The test determining whether RERP would be worthwhile for the A models will conclude in 2008, but it will be another three years before AMC actually has to commit to the upgrade, an AMC official reported.

“There’s … a chunk of time where you can think about your A model decision,” he noted. “We don’t have to make it overnight.”

Whether the A models go forward into RERP will depend in large part on the results of the tear-down analysis, better models of C-5 utilization, and actual field experience.

Or More C-17s

It’s by no means a cut-and-dried decision. The Congressional Research Service, in an October report, predicted there will be extensive debate on whether to modify C-5s for better performance or simply put the dollars into new C-17s, which seem to be more useful for the kinds of warfare in which the US is now engaged.

Supporters of the C-5 upgrades, the CRS said, will point to the experience in Iraq and Afghanistan as proof positive that “the United States needs all the airlift volume that it can muster” and that the C-5 modifications offer the fastest and cheapest way to preserve capacity. It takes “almost two new C-17s to replace the lost payload volume of every C-5 that is retired,” the CRS pointed out.

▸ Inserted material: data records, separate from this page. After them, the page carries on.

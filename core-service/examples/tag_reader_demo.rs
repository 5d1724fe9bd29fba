//! Runs one reader session against the simulated tag.
//!
//! ```text
//! cargo run -p core-service --example tag_reader_demo
//! RUST_LOG=debug cargo run -p core-service --example tag_reader_demo
//! ```

use std::time::Duration;

use core_runtime::logging::{init_logging, LogFormat, LoggingConfig};
use core_schema::{HumidityConfig, MeasurementConfig, TemperatureConfig};
use core_service::{BridgeEvent, HostError, SimulatorConfig, TagReaderService};
use tracing::info;

#[tokio::main]
async fn main() -> anyhow::Result<()> {
    let filter = std::env::var("RUST_LOG").unwrap_or_else(|_| "info".to_string());
    init_logging(
        LoggingConfig::default()
            .with_format(LogFormat::Pretty)
            .with_filter(filter),
    )?;

    let (service, simulator) = TagReaderService::with_simulator(
        SimulatorConfig::default()
            .with_connect_delay(Duration::from_millis(200))
            .with_disconnect_delay(Duration::from_millis(600)),
    )?;

    let mut events = service.events();
    let connected = service.add_tag_connected_listener();
    let disconnected = service.add_tag_disconnected_listener();

    // Rejections carry a host error code.
    if let Err(e) = service.get_data().await {
        let host = HostError::from(&e);
        info!(code = %host.code, message = %host.message, "getData before init rejected");
    }

    service.init_tag_reader().await?;

    let accepted = service
        .set_config(
            MeasurementConfig::new(60, 0, 3600),
            TemperatureConfig::new(-10.0, 50.0),
            Some(HumidityConfig::new(20.0, 80.0)),
            None,
        )
        .await?;
    info!(accepted, "Configuration written");

    let config = service.get_config().await?;
    info!(config = %serde_json::to_string(&config)?, "Configuration read back");

    simulator.record_temperature(26.1);
    simulator.record_humidity(41.0);
    let data = service.get_data().await?;
    info!(data = %serde_json::to_string(&data)?, "Sensor data pulled");

    let mut presence = 0;
    while presence < 2 {
        match tokio::time::timeout(Duration::from_secs(2), events.recv()).await {
            Ok(Ok(event @ BridgeEvent::TagConnected { .. }))
            | Ok(Ok(event @ BridgeEvent::TagDisconnected { .. })) => {
                presence += 1;
                info!(event = %serde_json::to_string(&event)?, "Host event");
            }
            Ok(Ok(event)) => info!(event = event.name(), "Host event"),
            Ok(Err(e)) => anyhow::bail!("event stream failed: {e}"),
            Err(_) => break,
        }
    }

    service.remove_tag_connected_listener(connected);
    service.remove_tag_disconnected_listener(disconnected);
    service.deinit_tag_reader().await?;

    Ok(())
}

Those preferring to shift to C-17s, the CRS said, can, in turn, argue that, while overall volume is important, “being able to move large payloads directly to short or austere airfields in the combat theater is more important” and that the C-17 was the only strategic airlifter “that could use the full range of airfields available in the Iraq theater of operations.” Like Handy, the CRS noted that the outsize equipment that the C-17 can’t carry is becoming “less important” and could travel to theater by ship.

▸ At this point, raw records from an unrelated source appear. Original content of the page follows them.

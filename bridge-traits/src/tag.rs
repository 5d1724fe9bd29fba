//! Tag Hardware Abstraction
//!
//! Contract between the bridge core and the native component that talks to
//! the NFC reader and the sensor tag firmware.

use std::fmt;
use std::sync::Arc;

use core_schema::{SensorReading, TagConfiguration, TagInfo};
use serde::{Deserialize, Serialize};

use crate::error::Result;

/// Kind of a presence event, used as the subscription key.
#[derive(Debug, Clone, Copy, PartialEq, Eq, Hash, Serialize, Deserialize)]
pub enum EventKind {
    TagConnected,
    TagDisconnected,
}

impl fmt::Display for EventKind {
    fn fmt(&self, f: &mut fmt::Formatter<'_>) -> fmt::Result {
        match self {
            EventKind::TagConnected => f.write_str("tagConnected"),
            EventKind::TagDisconnected => f.write_str("tagDisconnected"),
        }
    }
}

/// Presence change reported by the hardware service.
#[derive(Debug, Clone, PartialEq, Eq)]
pub enum TagEvent {
    /// A tag entered the reader field.
    Connected(TagInfo),
    /// The tag left the reader field. Downstream caches of capabilities and
    /// state must be cleared.
    Disconnected,
}

impl TagEvent {
    pub fn kind(&self) -> EventKind {
        match self {
            TagEvent::Connected(_) => EventKind::TagConnected,
            TagEvent::Disconnected => EventKind::TagDisconnected,
        }
    }
}

/// Receiver for presence events, handed to the hardware service when a
/// session opens.
///
/// `emit` may be called from any thread, including native callback threads
/// outside the async runtime, and must not block.
pub trait TagEventSink: Send + Sync {
    fn emit(&self, event: TagEvent);
}

/// Tag hardware service trait
///
/// Implemented by each platform:
/// - **Android**: NFC adapter plus the vendor tag library
/// - **iOS**: Core NFC session plus the vendor tag library
/// - **Desktop/tests**: `bridge-simulator`
///
/// The core never parses raw tag bytes; it only moves validated
/// configuration in and buffered readings out.
///
/// # Example
///
/// ```ignore
/// use bridge_traits::tag::TagHardwareService;
///
/// async fn dump(service: &dyn TagHardwareService) -> Result<()> {
///     let config = service.read_config().await?;
///     let readings = service.pull_readings(100).await?;
///     println!("{:?} / {} readings", config, readings.len());
///     Ok(())
/// }
/// ```
#[async_trait::async_trait]
pub trait TagHardwareService: Send + Sync {
    /// Open a reader session. Presence events for the lifetime of the
    /// session are pushed into `events`.
    async fn open_session(&self, events: Arc<dyn TagEventSink>) -> Result<()>;

    /// Close the reader session and release the reader. After this returns
    /// no further events are emitted.
    async fn close_session(&self) -> Result<()>;

    /// Write a configuration to the connected tag.
    ///
    /// Returns whether the tag accepted it.
    async fn push_config(&self, config: &TagConfiguration) -> Result<bool>;

    /// Read the configuration currently stored on the tag. Tags that were
    /// never configured report their defaults.
    async fn read_config(&self) -> Result<TagConfiguration>;

    /// Pull at most `limit` buffered readings.
    async fn pull_readings(&self, limit: usize) -> Result<Vec<SensorReading>>;
}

Today, there is less worry that, if the C-17 fleet were suddenly grounded, the US would be left without any strategic airlift capacity if it forgoes upgrades to ensure a healthy C-5 fleet.

“We’re a little less concerned today than we were yesterday about one-aircraft reliance,” Handy said. Because the C-17 has been improved on the production line in blocks over the last 12 years, “you’ve got enough differences that the likelihood of a fleet grounding [is] even more remote, on top of the fact that … it’s proved itself to be well beyond our fondest expectations for performance.”

The C-17’s mission capability rate is consistently above 85 percent, and its departure reliability rate averages more than 93 percent. The C-5’s departure reliability rate recently averaged just under 80 percent. However, Lockheed Martin projects that the C-5M would have a departure reliability rate of nearly 95 percent.

Moreover, with C-5s, C-17s, KC-10s, KC-135s, and nearly 70 C-141s still in the strategic airlift mix “well into the future,” Handy said, “we’re not going to face a single-airplane fleet for a long, long time.”

Handy is on record as believing that airlift requirements demand at least 222 C-17s, and he has been advocating that the Joint Staff perform a new Mobility Requirements Study as soon as possible to verify or debunk that notion.

“My pressure was to try to get it done before the budget debates on the 2006 budget … [because] that’s when we have to lay in the long lead [funding]” to go beyond the 180 C-17s now programmed, he observed.

AMC is not treating the C-5M and the C-17 as an either-or issue, command officials said. And there is no reason at this point to think that the C-5M will not achieve its objectives, since the pieces of it are well-understood and software—the biggest unknown—is being built at a rate slightly ahead of schedule.

If the tests show that the C-5M falls short of the 75 percent mission capable goal, “we certainly wouldn’t automatically cancel the program,” Volcheff said.

“We’d want to find out what is at issue that prevents us” from reaching the goal, he said, and work with Lockheed Martin on ways to reach it.

“Certainly we would have to discuss and negotiate on what they could do to get it there,” he added.

Volcheff doubts the C-5 would be discarded in favor of some new capability if the RERP does not pan out in test and can’t be made to work.

“We don’t have anything on the drawing board that would fill the gap” if the C-5 couldn’t go on with the RERP, he said. If the upgrade wouldn’t provide the needed improvement, then “of course we wouldn’t do it, but the airplane would just go on—at a lower mission capability-mission reliability rate.”